#### WHAT YOU ARE ASKED TO DO:
Of all the lines in the records below, copy only those that contain the string "without".

#### RECORDED INFORMATION:
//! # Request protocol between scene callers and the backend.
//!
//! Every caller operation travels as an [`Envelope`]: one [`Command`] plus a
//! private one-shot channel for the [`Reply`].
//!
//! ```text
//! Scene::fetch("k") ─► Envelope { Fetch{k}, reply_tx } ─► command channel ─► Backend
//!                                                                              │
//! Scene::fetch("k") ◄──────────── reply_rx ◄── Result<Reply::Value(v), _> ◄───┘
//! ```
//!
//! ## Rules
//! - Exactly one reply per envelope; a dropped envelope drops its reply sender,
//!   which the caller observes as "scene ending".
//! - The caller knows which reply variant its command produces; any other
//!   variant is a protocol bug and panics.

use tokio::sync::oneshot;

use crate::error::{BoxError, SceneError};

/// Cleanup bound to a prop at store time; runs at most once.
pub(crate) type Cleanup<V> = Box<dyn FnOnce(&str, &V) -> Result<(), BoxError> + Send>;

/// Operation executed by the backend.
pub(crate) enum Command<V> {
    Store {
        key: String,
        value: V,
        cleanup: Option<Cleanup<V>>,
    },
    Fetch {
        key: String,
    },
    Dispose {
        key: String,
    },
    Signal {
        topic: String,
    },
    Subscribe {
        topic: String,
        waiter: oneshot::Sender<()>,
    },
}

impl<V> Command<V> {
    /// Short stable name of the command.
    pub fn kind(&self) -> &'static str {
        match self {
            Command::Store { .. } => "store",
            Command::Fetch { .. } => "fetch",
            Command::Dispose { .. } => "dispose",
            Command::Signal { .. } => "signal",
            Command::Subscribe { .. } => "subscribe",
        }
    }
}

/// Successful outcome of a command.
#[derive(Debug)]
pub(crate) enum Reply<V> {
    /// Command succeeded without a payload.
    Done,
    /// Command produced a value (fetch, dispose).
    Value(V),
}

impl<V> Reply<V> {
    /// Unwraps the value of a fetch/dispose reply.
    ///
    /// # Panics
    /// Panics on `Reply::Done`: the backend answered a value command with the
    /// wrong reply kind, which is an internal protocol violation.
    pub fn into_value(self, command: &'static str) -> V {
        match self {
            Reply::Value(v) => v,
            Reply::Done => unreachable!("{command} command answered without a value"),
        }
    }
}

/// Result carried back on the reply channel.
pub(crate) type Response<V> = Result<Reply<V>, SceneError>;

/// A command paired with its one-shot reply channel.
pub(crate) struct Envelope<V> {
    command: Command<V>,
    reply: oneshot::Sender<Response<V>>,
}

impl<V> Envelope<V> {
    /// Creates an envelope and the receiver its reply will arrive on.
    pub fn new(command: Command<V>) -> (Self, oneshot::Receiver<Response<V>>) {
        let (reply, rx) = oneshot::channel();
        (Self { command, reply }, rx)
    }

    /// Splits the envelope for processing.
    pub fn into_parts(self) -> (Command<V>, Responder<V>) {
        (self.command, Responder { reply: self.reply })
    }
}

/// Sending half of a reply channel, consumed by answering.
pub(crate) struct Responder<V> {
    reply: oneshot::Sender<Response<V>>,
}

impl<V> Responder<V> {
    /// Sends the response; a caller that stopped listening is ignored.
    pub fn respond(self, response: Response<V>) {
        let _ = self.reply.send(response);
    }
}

#### RESPONSE BOX:
    /// Command succeeded without a payload.
            Reply::Done => unreachable!("{command} command answered without a value"),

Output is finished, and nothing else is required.